I dati radar di Cassini mostrano che le pianure di Titano sono coperte da uno spesso strato poroso di materiale organico secco. Questo tipo di neve spugnosa, che può misurare fino a un metro, ricopre un substrato più solido. Questo fenomeno non si adatta ai modelli geologici terrestri. L'erosione da pioggia e vento modella questo manto, e il suo studio sarà fondamentale per la missione Dragonfly della NASA.
Dragonfly e la sfida di atterrare su un cuscino organico 🚁
La caratterizzazione di questo strato superficiale è un problema di ingegneria. La sua natura porosa e soffice influisce direttamente sulla progettazione dei sistemi di atterraggio e mobilità di Dragonfly. I penetrometri e i sensori delle sue zampe dovranno misurare la consistenza e lo spessore del manto per operare in sicurezza. Comprendere queste proprietà è fondamentale per la selezione dei siti di studio e per lo spostamento del drone.

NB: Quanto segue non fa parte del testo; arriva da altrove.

impl Settings {
    /// Merge file values with overrides and range-check the result
    pub fn resolve(file: FileConfig, overrides: Overrides) -> Result<Self, ConfigError> {
        let duplicate_threshold = overrides
            .duplicate_threshold
            .or(file.duplicate_threshold)
            .unwrap_or(DEFAULT_HASH_THRESHOLD as i64);
        let duplicate_size_ratio = match overrides.duplicate_size_ratio {
            Some(ratio) => Some(ratio),
            None => file
                .duplicate_size_ratio
                .unwrap_or(Some(DEFAULT_SIZE_RATIO_THRESHOLD)),
        };
        let wait_after_turn = overrides
            .wait_after_turn
            .or(file.wait_after_turn)
            .unwrap_or(DEFAULT_WAIT_AFTER_TURN);
        let initial_wait = overrides
            .initial_wait
            .or(file.initial_wait)
            .unwrap_or(DEFAULT_INITIAL_WAIT);

        let settings = Self {
            policy: PolicyConfig {
                hash_threshold: to_u32("duplicate_threshold", duplicate_threshold, "between 0 and 64")?,
                mean_diff_threshold: overrides
                    .duplicate_diff_mean
                    .or(file.duplicate_diff_mean)
                    .unwrap_or(DEFAULT_MEAN_DIFF_THRESHOLD),
                size_delta_kb_threshold: overrides.duplicate_size_kb.or(file.duplicate_size_kb),
                size_ratio_threshold: duplicate_size_ratio,
            },
            duplicate_limit: positive_u32(
                "duplicate_limit",
                overrides.duplicate_limit.or(file.duplicate_limit),
                DEFAULT_DUPLICATE_LIMIT,
            )?,
            min_pages: positive_u32(
                "min_pages",
                overrides.min_pages.or(file.min_pages),
                DEFAULT_MIN_PAGES,
            )?,
            max_remove: overrides
                .max_remove
                .or(file.max_remove)
                .map(|n| positive("max_remove", n).map(|n| n as usize))
                .transpose()?,
            max_pages: overrides
                .max_pages
                .or(file.max_pages)
                .map(|n| positive("max_pages", n).and_then(|n| to_u32("max_pages", n, "greater than 0")))
                .transpose()?,
            wait_after_turn: seconds("wait_after_turn", wait_after_turn)?,
            initial_wait: seconds("initial_wait", initial_wait)?,
            session_check_interval: positive_u32(
                "session_check_interval",
                file.session_check_interval,
                DEFAULT_SESSION_CHECK_INTERVAL,
            )?,
            output_dir: file
                .output_dir
                .unwrap_or_else(|| PathBuf::from(DEFAULT_OUTPUT_DIR)),
            turn_command: file.turn_command,
            capture_command: file.capture_command,
            liveness_command: file.liveness_command,
            has_next_command: file.has_next_command,
            log_file: overrides.log_file.or(file.log_file),
        };
        settings.validate()?;
        Ok(settings)
    }

    /// Load `path` and merge `overrides`
    pub fn load(path: &Path, overrides: Overrides) -> Result<Self, ConfigError> {
        Self::resolve(FileConfig::load(path)?, overrides)
    }

    /// Re-check every range rule
    pub fn validate(&self) -> Result<(), ConfigError> {
        self.guard_config().validate()?;
        if self.max_remove == Some(0) {
            return Err(ConfigError::out_of_range("max_remove", 0, "greater than 0"));
        }
        if self.max_pages == Some(0) {
            return Err(ConfigError::out_of_range("max_pages", 0, "greater than 0"));
        }
        if self.session_check_interval == 0 {
            return Err(ConfigError::out_of_range(
                "session_check_interval",
                0,
                "greater than 0",
            ));
        }
        Ok(())
    }

    pub fn guard_config(&self) -> GuardConfig {
        GuardConfig {
            policy: self.policy,
            duplicate_limit: self.duplicate_limit,
            min_pages: self.min_pages,
        }
    }

    pub fn tail_config(&self, dry_run: bool) -> TailConfig {
        TailConfig {
            policy: self.policy,
            min_pages: self.min_pages as usize,
            max_remove: self.max_remove,
            dry_run,
        }
    }

    pub fn session_config(&self, book: Option<String>) -> SessionConfig {
        SessionConfig {
            guard: self.guard_config(),
            max_pages: self.max_pages,
            session_check_interval: self.session_check_interval,
            initial_wait: self.initial_wait,
            book,
        }
    }

    pub fn actuator_config(&self) -> CommandActuatorConfig {
        CommandActuatorConfig {
            turn_command: self.turn_command.clone(),
            capture_command: self.capture_command.clone(),
            liveness_command: self.liveness_command.clone(),
            has_next_command: self.has_next_command.clone(),
            wait_after_turn: self.wait_after_turn,
        }
    }

    /// Capture directory for a book under `output_dir`
    pub fn book_dir(&self, book: &str) -> PathBuf {
        self.output_dir.join(sanitize_book_name(book))
    }
}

Alla ricerca del terreno solido in un mondo di polvere di biscotto 🍪
La situazione ricorda il camminare su uno strato di cereali per la colazione schiacciati, dove non si sa mai quando si metterà il piede su qualcosa di solido. Si immagina Dragonfly che tenta di prelevare campioni e affonda il suo braccio robotico in quello che sembra essere la lettiera di un gatto cosmico. Sembra che, dopo tutto, il rischio maggiore per una missione interplanetaria non siano gli asteroidi, ma un terreno troppo soffice.